-- GOAL OF THE EXERCISE --
All of the data is to be set down again without any alteration.

(Collected data entries)
------------------------------------------------------------------------

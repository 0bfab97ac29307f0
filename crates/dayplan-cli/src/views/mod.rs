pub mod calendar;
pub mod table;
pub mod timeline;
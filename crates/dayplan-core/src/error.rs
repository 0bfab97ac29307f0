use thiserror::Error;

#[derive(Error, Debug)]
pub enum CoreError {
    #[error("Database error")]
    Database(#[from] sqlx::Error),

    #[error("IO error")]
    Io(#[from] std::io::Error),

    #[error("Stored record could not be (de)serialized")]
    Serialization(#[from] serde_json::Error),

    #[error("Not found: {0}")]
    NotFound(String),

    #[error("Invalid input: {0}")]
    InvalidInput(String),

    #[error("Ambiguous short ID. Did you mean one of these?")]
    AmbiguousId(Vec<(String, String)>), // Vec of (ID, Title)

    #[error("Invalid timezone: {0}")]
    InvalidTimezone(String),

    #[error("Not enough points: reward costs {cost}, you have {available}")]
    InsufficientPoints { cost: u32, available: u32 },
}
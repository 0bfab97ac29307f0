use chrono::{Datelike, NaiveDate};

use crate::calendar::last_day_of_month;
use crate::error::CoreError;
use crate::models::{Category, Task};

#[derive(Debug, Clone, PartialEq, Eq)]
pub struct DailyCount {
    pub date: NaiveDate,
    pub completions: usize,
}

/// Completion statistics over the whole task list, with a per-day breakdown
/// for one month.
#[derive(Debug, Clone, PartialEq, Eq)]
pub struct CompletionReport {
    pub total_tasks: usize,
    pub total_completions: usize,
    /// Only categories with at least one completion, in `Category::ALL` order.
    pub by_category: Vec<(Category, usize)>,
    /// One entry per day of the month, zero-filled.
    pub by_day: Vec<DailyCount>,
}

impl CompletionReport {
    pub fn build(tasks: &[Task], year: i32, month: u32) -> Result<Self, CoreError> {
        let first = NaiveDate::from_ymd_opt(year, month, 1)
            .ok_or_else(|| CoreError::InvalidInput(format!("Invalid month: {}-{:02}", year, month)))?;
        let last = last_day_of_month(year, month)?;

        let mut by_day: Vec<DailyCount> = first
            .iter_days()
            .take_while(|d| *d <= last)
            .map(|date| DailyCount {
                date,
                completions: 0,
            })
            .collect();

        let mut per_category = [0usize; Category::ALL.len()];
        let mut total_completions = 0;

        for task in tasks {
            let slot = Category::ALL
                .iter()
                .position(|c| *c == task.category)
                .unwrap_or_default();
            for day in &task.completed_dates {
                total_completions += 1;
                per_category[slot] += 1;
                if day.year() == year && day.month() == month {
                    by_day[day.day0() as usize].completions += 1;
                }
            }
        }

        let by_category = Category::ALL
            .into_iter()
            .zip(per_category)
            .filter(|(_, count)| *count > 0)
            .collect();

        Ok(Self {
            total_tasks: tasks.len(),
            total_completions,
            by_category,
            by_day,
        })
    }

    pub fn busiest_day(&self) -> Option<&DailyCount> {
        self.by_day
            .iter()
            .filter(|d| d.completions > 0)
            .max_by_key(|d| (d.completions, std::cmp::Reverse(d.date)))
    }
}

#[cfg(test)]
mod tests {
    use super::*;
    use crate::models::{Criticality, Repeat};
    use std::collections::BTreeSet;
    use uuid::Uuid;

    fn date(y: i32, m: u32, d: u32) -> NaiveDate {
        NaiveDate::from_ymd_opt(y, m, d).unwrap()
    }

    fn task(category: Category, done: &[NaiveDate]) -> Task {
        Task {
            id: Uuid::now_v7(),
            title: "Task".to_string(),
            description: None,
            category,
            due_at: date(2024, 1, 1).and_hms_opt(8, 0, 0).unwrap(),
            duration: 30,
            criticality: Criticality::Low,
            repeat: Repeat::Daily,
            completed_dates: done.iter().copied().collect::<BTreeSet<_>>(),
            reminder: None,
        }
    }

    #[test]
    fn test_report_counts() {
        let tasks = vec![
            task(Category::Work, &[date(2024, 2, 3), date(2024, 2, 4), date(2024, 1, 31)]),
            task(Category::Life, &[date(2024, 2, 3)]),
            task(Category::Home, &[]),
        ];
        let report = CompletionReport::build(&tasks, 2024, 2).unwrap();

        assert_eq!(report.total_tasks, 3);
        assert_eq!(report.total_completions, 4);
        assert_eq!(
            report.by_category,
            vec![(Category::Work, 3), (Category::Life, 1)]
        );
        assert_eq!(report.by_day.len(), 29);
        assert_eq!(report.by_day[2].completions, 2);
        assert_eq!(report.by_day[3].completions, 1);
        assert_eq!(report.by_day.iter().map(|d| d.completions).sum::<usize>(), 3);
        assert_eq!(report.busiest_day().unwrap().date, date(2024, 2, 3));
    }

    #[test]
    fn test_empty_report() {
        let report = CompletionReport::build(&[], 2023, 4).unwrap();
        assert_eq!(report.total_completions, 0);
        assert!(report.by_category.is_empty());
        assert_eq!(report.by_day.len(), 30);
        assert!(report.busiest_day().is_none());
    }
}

------------------------------------------------------------------------

-- ANSWER SECTION --
repository 0bfab97ac29307f0
filename crates/dayplan-cli/src/views/mod.rs
pub mod calendar;
pub mod table;
pub mod timeline;
filename crates/dayplan-core/src/error.rs
repository 0bfab97ac29307f0
use thiserror::Error;

#[derive(Error, Debug)]
pub enum CoreError {
    #[error("Database error")]
    Database(#[from] sqlx::Error),

    #[error("IO error")]
    Io(#[from] std::io::Error),

    #[error("Stored record could not be (de)serialized")]
    Serialization(#[from] serde_json::Error),

    #[error("Not found: {0}")]
    NotFound(String),

    #[error("Invalid input: {0}")]
    InvalidInput(String),

    #[error("Ambiguous short ID. Did you mean one of these?")]
    AmbiguousId(Vec<(String, String)>), // Vec of (ID, Title)

    #[error("Invalid timezone: {0}")]
    InvalidTimezone(String),

    #[error("Not enough points: reward costs {cost}, you have {available}")]
    InsufficientPoints { cost: u32, available: u32 },
}
repository 0bfab97ac29307f0
use chrono::{Datelike, NaiveDate};

use crate::calendar::last_day_of_month;
use crate::error::CoreError;
use crate::models::{Category, Task};

#[derive(Debug, Clone, PartialEq, Eq)]
pub struct DailyCount {
    pub date: NaiveDate,
    pub completions: usize,
}

/// Completion statistics over the whole task list, with a per-day breakdown
/// for one month.
#[derive(Debug, Clone, PartialEq, Eq)]
pub struct CompletionReport {
    pub total_tasks: usize,
    pub total_completions: usize,
    /// Only categories with at least one completion, in `Category::ALL` order.
    pub by_category: Vec<(Category, usize)>,
    /// One entry per day of the month, zero-filled.
    pub by_day: Vec<DailyCount>,
}

impl CompletionReport {
    pub fn build(tasks: &[Task], year: i32, month: u32) -> Result<Self, CoreError> {
        let first = NaiveDate::from_ymd_opt(year, month, 1)
            .ok_or_else(|| CoreError::InvalidInput(format!("Invalid month: {}-{:02}", year, month)))?;
        let last = last_day_of_month(year, month)?;

        let mut by_day: Vec<DailyCount> = first
            .iter_days()
            .take_while(|d| *d <= last)
            .map(|date| DailyCount {
                date,
                completions: 0,
            })
            .collect();

        let mut per_category = [0usize; Category::ALL.len()];
        let mut total_completions = 0;

        for task in tasks {
            let slot = Category::ALL
                .iter()
                .position(|c| *c == task.category)
                .unwrap_or_default();
            for day in &task.completed_dates {
                total_completions += 1;
                per_category[slot] += 1;
                if day.year() == year && day.month() == month {
                    by_day[day.day0() as usize].completions += 1;
                }
            }
        }

        let by_category = Category::ALL
            .into_iter()
            .zip(per_category)
            .filter(|(_, count)| *count > 0)
            .collect();

        Ok(Self {
            total_tasks: tasks.len(),
            total_completions,
            by_category,
            by_day,
        })
    }

    pub fn busiest_day(&self) -> Option<&DailyCount> {
        self.by_day
            .iter()
            .filter(|d| d.completions > 0)
            .max_by_key(|d| (d.completions, std::cmp::Reverse(d.date)))
    }
}

#[cfg(test)]
mod tests {
    use super::*;
    use crate::models::{Criticality, Repeat};
    use std::collections::BTreeSet;
    use uuid::Uuid;

    fn date(y: i32, m: u32, d: u32) -> NaiveDate {
        NaiveDate::from_ymd_opt(y, m, d).unwrap()
    }

    fn task(category: Category, done: &[NaiveDate]) -> Task {
        Task {
            id: Uuid::now_v7(),
            title: "Task".to_string(),
            description: None,
            category,
            due_at: date(2024, 1, 1).and_hms_opt(8, 0, 0).unwrap(),
            duration: 30,
            criticality: Criticality::Low,
            repeat: Repeat::Daily,
            completed_dates: done.iter().copied().collect::<BTreeSet<_>>(),
            reminder: None,
        }
    }

    #[test]
    fn test_report_counts() {
        let tasks = vec![
            task(Category::Work, &[date(2024, 2, 3), date(2024, 2, 4), date(2024, 1, 31)]),
            task(Category::Life, &[date(2024, 2, 3)]),
            task(Category::Home, &[]),
        ];
        let report = CompletionReport::build(&tasks, 2024, 2).unwrap();

        assert_eq!(report.total_tasks, 3);
        assert_eq!(report.total_completions, 4);
        assert_eq!(
            report.by_category,
            vec![(Category::Work, 3), (Category::Life, 1)]
        );
        assert_eq!(report.by_day.len(), 29);
        assert_eq!(report.by_day[2].completions, 2);
        assert_eq!(report.by_day[3].completions, 1);
        assert_eq!(report.by_day.iter().map(|d| d.completions).sum::<usize>(), 3);
        assert_eq!(report.busiest_day().unwrap().date, date(2024, 2, 3));
    }

    #[test]
    fn test_empty_report() {
        let report = CompletionReport::build(&[], 2023, 4).unwrap();
        assert_eq!(report.total_completions, 0);
        assert!(report.by_category.is_empty());
        assert_eq!(report.by_day.len(), 30);
        assert!(report.busiest_day().is_none());
    }
}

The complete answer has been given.